Estas últimas semanas hemos estado oyendo mil cosas distintas sobre los ya afamados Panama Papers y los múltiples individuos que en ellos aparecen. Cuantos más datos salían a la luz, más se exaltaban aquellos pseudoanalistas político-económicos conocidos como “cuñaos”, que tardaron muy poco en calificar y señalar a los implicados con vocablos tales como caraduras, ladrones, y un largo etcétera. Pero, ¿lo son realmente?


Aquí se plantean varias líneas de argumentación que debemos tener muy claras a la hora de hablar de todo este asunto de abrir sociedades aparentemente inactivas en otro país con el único fin de pagar menos impuestos. La primera de ellas podría ser: ¿es esto legal? Y la respuesta es , rotundamente.
Hay una diferencia significativa entre evadir y eludir impuestos. La evasión es una actividad ilícita en el marco legal actual, consistente en ocultar bienes o ingresos con el fin de pagar menos impuestos. Esto es, ocultar determinados bienes de tu empresa domiciliada en España al fisco para no pagar los impuestos intrínsecos a los mismos.
La elusión, por otro lado, es una acción legal que persigue evitar o minimizar el pago de impuestos aprovechando los vacíos de la legislación tributaria. Es decir, abrir una empresa en un país cuya presión fiscal es mucho menor que la del país de residencia del individuo para tributar allí y, por ende, pagar menos impuestos.
En el caso de los Panama Papers, hablamos de elusión fiscal, y no de evasión, como se empeñan en vociferar las fuerzas vivas del cuñadismo español.

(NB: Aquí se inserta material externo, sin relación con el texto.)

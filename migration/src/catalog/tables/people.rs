//! 园所、班级、教师、学生与家长

use crate::catalog::ColumnType::*;
use crate::catalog::DefaultValue::*;
use crate::catalog::{Check, IndexSchema, TableSchema, col, enums, id};

pub(super) fn tables() -> Vec<TableSchema> {
    vec![
        kindergartens(),
        classes(),
        teachers(),
        students(),
        parents(),
        parent_student_relations(),
        class_teachers(),
    ]
}

fn kindergartens() -> TableSchema {
    TableSchema::define("Kindergarten", "kindergartens")
        .underscored()
        .paranoid()
        .comment("幼儿园表")
        .with_column(id())
        .with_column(col("name", String(100)).not_null())
        .with_column(col("code", String(50)).not_null().unique())
        .with_column(
            col("type", IntEnum(enums::KINDERGARTEN_TYPE))
                .not_null()
                .default(Int(1))
                .comment("1 公办 2 民办 3 普惠"),
        )
        .with_column(
            col("level", IntEnum(enums::KINDERGARTEN_LEVEL))
                .not_null()
                .default(Int(1)),
        )
        .with_column(col("address", String(255)))
        .with_column(col("phone", String(20)))
        .with_column(col("principalId", Integer))
        .with_column(
            col("status", IntEnum(enums::SWITCH))
                .not_null()
                .default(Int(1)),
        )
        .with_column(col("establishedDate", Date))
        .with_column(col("creatorId", Integer))
        .with_column(col("updaterId", Integer))
}

fn classes() -> TableSchema {
    TableSchema::define("Class", "classes")
        .underscored()
        .paranoid()
        .comment("班级表")
        .with_column(id())
        .with_column(col("name", String(50)).not_null())
        .with_column(col("code", String(50)).not_null().unique())
        .with_column(col("kindergartenId", Integer).not_null())
        .with_column(
            col("type", IntEnum(enums::CLASS_TYPE))
                .not_null()
                .default(Int(1))
                .comment("1 小班 2 中班 3 大班 4 学前班"),
        )
        .with_column(col("grade", String(20)))
        .with_column(col("headTeacherId", Integer))
        .with_column(
            col("capacity", Integer)
                .not_null()
                .default(Int(30))
                .check(Check::Range {
                    min: 1.0,
                    max: 100.0,
                }),
        )
        .with_column(
            col("currentStudentCount", Integer)
                .not_null()
                .default(Int(0))
                .check(Check::Min(0.0)),
        )
        .with_column(
            col("status", IntEnum(enums::SWITCH))
                .not_null()
                .default(Int(1)),
        )
        .index(IndexSchema::on(&["kindergartenId"]))
}

fn teachers() -> TableSchema {
    TableSchema::define("Teacher", "teachers")
        .underscored()
        .paranoid()
        .comment("教师表")
        .with_column(id())
        .with_column(col("userId", Integer).not_null().unique())
        .with_column(col("kindergartenId", Integer).not_null())
        .with_column(col("teacherNo", String(50)).not_null().unique())
        .with_column(
            col("position", IntEnum(enums::TEACHER_POSITION))
                .not_null()
                .default(Int(1)),
        )
        .with_column(
            col("status", IntEnum(enums::SWITCH))
                .not_null()
                .default(Int(1)),
        )
        .with_column(col("hireDate", Date))
        .with_column(col("remark", Text))
        .index(IndexSchema::on(&["kindergartenId"]))
}

fn students() -> TableSchema {
    TableSchema::define("Student", "students")
        .underscored()
        .paranoid()
        .comment("学生表")
        .with_column(id())
        .with_column(col("name", String(50)).not_null())
        .with_column(col("studentNo", String(50)).not_null().unique())
        .with_column(col("kindergartenId", Integer).not_null())
        .with_column(col("classId", Integer))
        .with_column(col("gender", IntEnum(enums::GENDER)).not_null())
        .with_column(col("birthDate", Date))
        .with_column(col("idCardNo", String(18)))
        .with_column(
            col("status", IntEnum(enums::STUDENT_STATUS))
                .not_null()
                .default(Int(1))
                .comment("0 离园 1 在读 2 毕业 3 休学"),
        )
        .with_column(col("enrollmentDate", Date))
        .with_column(col("allergyInfo", Text))
        .with_column(col("specialNeeds", Text))
        .index(IndexSchema::on(&["kindergartenId"]))
        .index(IndexSchema::on(&["classId"]))
}

fn parents() -> TableSchema {
    TableSchema::define("Parent", "parents")
        .underscored()
        .paranoid()
        .comment("家长表")
        .with_column(id())
        .with_column(col("userId", Integer).not_null().unique())
        .with_column(col("name", String(50)).not_null())
        .with_column(col("phone", String(20)))
        .with_column(col("email", String(100)).check(Check::Email))
        .with_column(col("occupation", String(50)))
        .with_column(col("workUnit", String(100)))
        .with_column(col("address", String(255)))
}

fn parent_student_relations() -> TableSchema {
    TableSchema::define("ParentStudentRelation", "parent_student_relations")
        .underscored()
        .paranoid()
        .comment("家长学生关系表")
        .with_column(id())
        .with_column(col("userId", Integer).not_null())
        .with_column(col("studentId", Integer).not_null())
        .with_column(col("relationship", Enum(enums::PARENT_RELATIONSHIP)).not_null())
        .with_column(
            col("isPrimaryContact", IntEnum(enums::SWITCH))
                .not_null()
                .default(Int(0)),
        )
        .with_column(
            col("isLegalGuardian", IntEnum(enums::SWITCH))
                .not_null()
                .default(Int(0)),
        )
        .with_column(col("idCardNo", String(18)))
        .with_column(col("workUnit", String(100)))
        .with_column(col("occupation", String(50)))
        .with_column(col("education", String(50)))
        .with_column(col("address", String(255)))
        .with_column(col("remark", Text))
        .with_column(col("creatorId", Integer))
        .with_column(col("updaterId", Integer))
        .index(IndexSchema::on(&["userId", "studentId"]).unique())
        .index(IndexSchema::on(&["studentId"]))
}

fn class_teachers() -> TableSchema {
    TableSchema::define("ClassTeacher", "class_teachers")
        .underscored()
        .paranoid()
        .comment("班级教师关联表")
        .with_column(id())
        .with_column(col("classId", Integer).not_null())
        .with_column(col("teacherId", Integer).not_null())
        .with_column(
            col("role", Enum(enums::CLASS_TEACHER_ROLE))
                .not_null()
                .default(Str("assistant_teacher")),
        )
        .with_column(col("isPrimary", Boolean).not_null().default(Bool(false)))
        .with_column(col("startDate", Date))
        .with_column(col("endDate", Date))
        .with_column(
            col("status", IntEnum(enums::SWITCH))
                .not_null()
                .default(Int(1)),
        )
        .index(IndexSchema::on(&["classId", "teacherId"]))
        .index(IndexSchema::on(&["teacherId"]))
}
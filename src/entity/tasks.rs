//! 任务实体，删除为物理删除

use sea_orm::entity::prelude::*;

use crate::models::enrollment::entities::Priority;
use crate::models::workflow::entities::{TaskStatus, TaskType};

#[derive(Clone, Debug, PartialEq, DeriveEntityModel)]
#[sea_orm(table_name = "tasks")]
pub struct Model {
    #[sea_orm(primary_key)]
    pub id: i32,
    pub title: String,
    #[sea_orm(column_type = "Text", nullable)]
    pub description: Option<String>,
    pub priority: String,
    pub status: String,
    pub r#type: String,
    pub creator_id: i32,
    pub assignee_id: Option<i32>,
    pub start_date: Option<DateTimeUtc>,
    pub due_date: Option<DateTimeUtc>,
    pub completed_at: Option<DateTimeUtc>,
    pub progress: i32,
    pub created_at: DateTimeUtc,
    pub updated_at: DateTimeUtc,
}

#[derive(Copy, Clone, Debug, EnumIter, DeriveRelation)]
pub enum Relation {}

impl ActiveModelBehavior for ActiveModel {}

impl Model {
    pub fn task_status(&self) -> TaskStatus {
        self.status.parse().unwrap_or(TaskStatus::Pending)
    }

    pub fn task_type(&self) -> TaskType {
        self.r#type.parse().unwrap_or(TaskType::Daily)
    }

    pub fn task_priority(&self) -> Priority {
        self.priority.parse().unwrap_or(Priority::Medium)
    }
}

Hablemos ahora de la legitimidad de esta elusión fiscal. ¿Es legítimo tratar de pagar menos impuestos, aun respetando el marco legal establecido coactivamente por el Estado? Por supuesto que . Es innegable que intentar que las garras de la Administración te arrebaten una parte sustancialmente menor de tu riqueza es plenamente legítimo, lógico y racional. El objetivo esencial de todo individuo productivo sometido a una legalidad de carácter extractivo debería ser, por lo general, intentar reducir en la manera de lo posible la cantidad requisada por el Estado. Nada ni nadie debería atribuirse el supuesto derecho a meter la mano en nuestro bolsillo y pretender que no hagamos nada. Eso es propio de autómatas, no de seres racionales y, supuestamente, inteligentes.
Ahora bien, ¿es consecuente que determinados personajes que aparecen en estos informes traten de eludir impuestos? No. Y me refiero a políticos y otros adoradores del Estado y lo que este supone. ¿Que aparece Vargas Llosa? Bien por él: paga menos impuestos. ¿Que aparece Jackie Chan? Me alegro por nuestro amigo asiático. ¿Daddy Yankee? Bueno, no me gusta su música, pero buena jugada. ¿El rey de Arabia? ¿El presidente ucraniano Poroshenko? ¿Gunnlaugsson, el primer ministro islandés? ¿Pedro Almodóvar? Ah, aquí cambia la cosa. Y, ¿por qué cambia, exactamente? Muy sencillo: esta gente, o bien se dedica a establecer la legislación impositiva de la que hablábamos antes, o bien idolatra el papel del Estado y exige, incluso, más estructura estatal y, por ende, más impuestos (menos el IVA cultural imaginario, claro).
Así pues, podemos decir que, aunque la elusión fiscal y tratar de pagar menos impuestos es un acto totalmente legítimo y comprensible, existe una especie de línea roja moral que puede determinar cuándo es correcto que una persona concreta lo haga, y cuándo no.
Aunque imagino que a estos últimos individuos les importa más bien poco lo que pueda opinar yo, o lo que es moral y lo que no, creo que es apropiado romper una lanza a favor de los cuñaos. O, al menos, de parte de su planteamiento. ¿Son los presentes en la lista de los Panama Papers unos sinvergüenzas? Mayormente, no. Algunos de los presentes sí podrían ser clasificados como tales, en tanto en cuanto no comulgan con el ejemplo que pretenden dar a los ciudadanos obligados a cumplir con la legalidad en la que se establece una presión impositiva lo suficientemente excesiva como para que haya gente que se plantee trasladar su capital a los mal llamados “paraísos fiscales” que son, realmente, refugios fiscales.
¿La solución? Más sencilla, imposible: reducción drástica de impuestos, competencia fiscal efectiva entre países, y flexibilidad mayor en la legalidad vigente. Solo así conseguiremos que la gente deje de huir de nuestro país en busca de lugares más favorables para la inversión, el ahorro y, en definitiva, la conservación de los bienes propios y legítimos del individuo.